Key Takeaways
|
|
Within many organizations, there’s been a strategic imperative to abandon MPLS in favor of SD-WAN and direct internet access, particularly when it comes to branch office connectivity. The benefits of this move are undeniable and compelling. Organizations can establish direct cloud connectivity and realize cost savings and improved agility.
However, when you make this move, you fundamentally alter your network's foundation, trading the predictable, engineered transport of MPLS for the best-effort nature of the public internet. This has created a critical visibility gap—a gray zone between your branch and your applications that most network teams are ill-equipped to peer into.
This isn't just a minor operational hurdle; it's a paradigm shift. The days of a single, accountable provider with a contractually backed service level agreement (SLA) are over. Your control over the end-to-end packet path has vanished, replaced by a reality that’s governed by factors you don't manage.
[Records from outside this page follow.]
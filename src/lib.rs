//! Result-Set Cache Storage Library
//!
//! A keyed storage engine mapping fixed-length hash keys (digests of queries)
//! to cached result sets, backed by a compressed radix tree.
//!
//! # Architecture
//!
//! - [`data_structures::RadixTree`]: the compressed prefix tree over `[u8; N]`
//!   keys, with edge-splitting on insert and node-merging on remove
//! - [`storage::CacheStorage`]: the lifecycle wrapper the cache subsystem talks
//!   to (new, clear, insert, remove, get, free)
//! - [`config`], [`error`], [`workload`]: the ambient layers used by the driver
//!   binary
//!
//! Nothing here locks or blocks. Callers sharing one storage across threads wrap
//! it in [`storage::SharedCacheStorage`].

// Re-export public modules
pub mod config;
pub mod data_structures;
pub mod error;
pub mod storage;
pub mod utils;
pub mod workload;

// Internal modules that are not part of the public API
#[cfg(test)]
pub(crate) mod tests;

/// Version information for the crate.
pub const VERSION: &str = env!("CARGO_PKG_VERSION");
//! Cache storage for result sets.
//!
//! [`CacheStorage`] is a thin lifecycle wrapper around one [`RadixTree`] keyed by
//! fixed-length hash keys. Entries are shared with the caller through `Arc`: the
//! tree holds one reference, so removing an entry or clearing the storage never
//! disposes of an entry the caller still holds.
//!
//! # Example
//!
//! ```
//! use std::sync::Arc;
//! use resultset_cache_lib::storage::{CacheData, CacheEntry, CacheStorage};
//!
//! let mut storage = CacheStorage::new();
//! let entry = Arc::new(CacheData::for_request("MATCH (n) RETURN n", vec![1, 2, 3]));
//!
//! storage.insert(Arc::clone(&entry));
//! let hit = storage.get(entry.hash_key()).expect("cached");
//! assert_eq!(hit.payload(), &vec![1, 2, 3]);
//!
//! storage.remove(&entry);
//! assert!(storage.get(entry.hash_key()).is_none());
//! storage.free();
//! ```

mod entry;

use std::fmt;
use std::sync::Arc;

use parking_lot::Mutex;
use tracing::{debug, trace};

use crate::data_structures::{RadixTree, TreeStats};
use crate::error::CacheResult;
use crate::utils::HexKey;

pub use entry::{hash_key_of, CacheData, CacheEntry, HashKey, HASH_KEY_LENGTH};

/// A storage handle shared between threads behind an external lock.
///
/// The storage itself never locks; this is the exclusion callers opt into when
/// several threads use one instance.
pub type SharedCacheStorage<E> = Arc<Mutex<CacheStorage<E>>>;

/// Keyed storage of cache entries backed by a radix tree.
pub struct CacheStorage<E> {
    tree: RadixTree<Arc<E>, HASH_KEY_LENGTH>,
}

impl<E: CacheEntry> CacheStorage<E> {
    /// Creates an empty storage.
    pub fn new() -> Self {
        Self {
            tree: RadixTree::new(),
        }
    }

    /// Drops every entry reference held by the storage and starts over with a
    /// fresh tree. The handle stays usable.
    pub fn clear(&mut self) {
        let dropped = self.tree.len();
        let previous = std::mem::take(&mut self.tree);
        previous.destroy();
        debug!(entries = dropped, "Cache storage cleared");
    }

    /// Stores `entry` under its hash key, replacing any entry with the same key.
    ///
    /// # Returns
    ///
    /// The replaced entry, if the key was already present.
    pub fn insert(&mut self, entry: Arc<E>) -> Option<Arc<E>> {
        let key = *entry.hash_key();
        let replaced = self.tree.insert(&key, entry);
        trace!(key = %HexKey(&key), replaced = replaced.is_some(), "Cache entry inserted");
        replaced
    }

    /// Unlinks the entry stored under `entry`'s hash key.
    ///
    /// Removing an entry that is not stored (for instance a second time) is a
    /// no-op.
    ///
    /// # Returns
    ///
    /// The storage's reference to the removed entry.
    pub fn remove(&mut self, entry: &E) -> Option<Arc<E>> {
        let key = entry.hash_key();
        let removed = self.tree.remove(key);
        trace!(key = %HexKey(key), removed = removed.is_some(), "Cache entry removed");
        removed
    }

    /// Looks up the entry stored under `hash_key`.
    pub fn get(&self, hash_key: &HashKey) -> Option<&Arc<E>> {
        let found = self.tree.find(hash_key);
        trace!(key = %HexKey(hash_key), hit = found.is_some(), "Cache lookup");
        found
    }

    /// Looks up an entry by a digest held as an unchecked byte slice.
    ///
    /// # Errors
    ///
    /// Fails with a key length mismatch if `hash_key` is not exactly
    /// [`HASH_KEY_LENGTH`] bytes long.
    pub fn get_by_slice(&self, hash_key: &[u8]) -> CacheResult<Option<&Arc<E>>> {
        Ok(self.tree.find_slice(hash_key)?)
    }

    /// Whether an entry is stored under `hash_key`.
    pub fn contains(&self, hash_key: &HashKey) -> bool {
        self.tree.contains_key(hash_key)
    }

    /// Number of stored entries.
    pub fn len(&self) -> usize {
        self.tree.len()
    }

    /// Whether the storage holds no entries.
    pub fn is_empty(&self) -> bool {
        self.tree.is_empty()
    }

    /// Structural statistics of the underlying tree.
    pub fn stats(&self) -> TreeStats {
        self.tree.stats()
    }

    /// Iterates over stored entries in hash key order.
    pub fn iter(&self) -> impl Iterator<Item = (HashKey, &Arc<E>)> + '_ {
        self.tree.iter()
    }

    /// Read access to the underlying tree, for diagnostics.
    pub fn tree(&self) -> &RadixTree<Arc<E>, HASH_KEY_LENGTH> {
        &self.tree
    }

    /// Releases the tree and the storage itself.
    ///
    /// Consumes the handle, so no operation can follow it.
    pub fn free(self) {
        let entries = self.tree.len();
        self.tree.destroy();
        debug!(entries, "Cache storage freed");
    }

    /// Moves the storage behind a lock so it can be shared across threads.
    pub fn into_shared(self) -> SharedCacheStorage<E> {
        Arc::new(Mutex::new(self))
    }
}

impl<E: CacheEntry> Default for CacheStorage<E> {
    fn default() -> Self {
        Self::new()
    }
}

impl<E> fmt::Debug for CacheStorage<E> {
    fn fmt(&self, f: &mut fmt::Formatter<'_>) -> fmt::Result {
        f.debug_struct("CacheStorage")
            .field("entries", &self.tree.len())
            .field("nodes", &self.tree.node_count())
            .finish()
    }
}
It's crucial to internalize that the internet is not a cohesive network; it's a federation of thousands of independent autonomous systems (AS) that interconnect via the Border Gateway Protocol (BGP). The path your branch office traffic takes to your data center or to a SaaS application is determined by a complex and dynamic web of peering agreements between these service providers. This path can change at any moment due to routing policy adjustments, network congestion, or even politically motivated traffic engineering, none of which are under your control.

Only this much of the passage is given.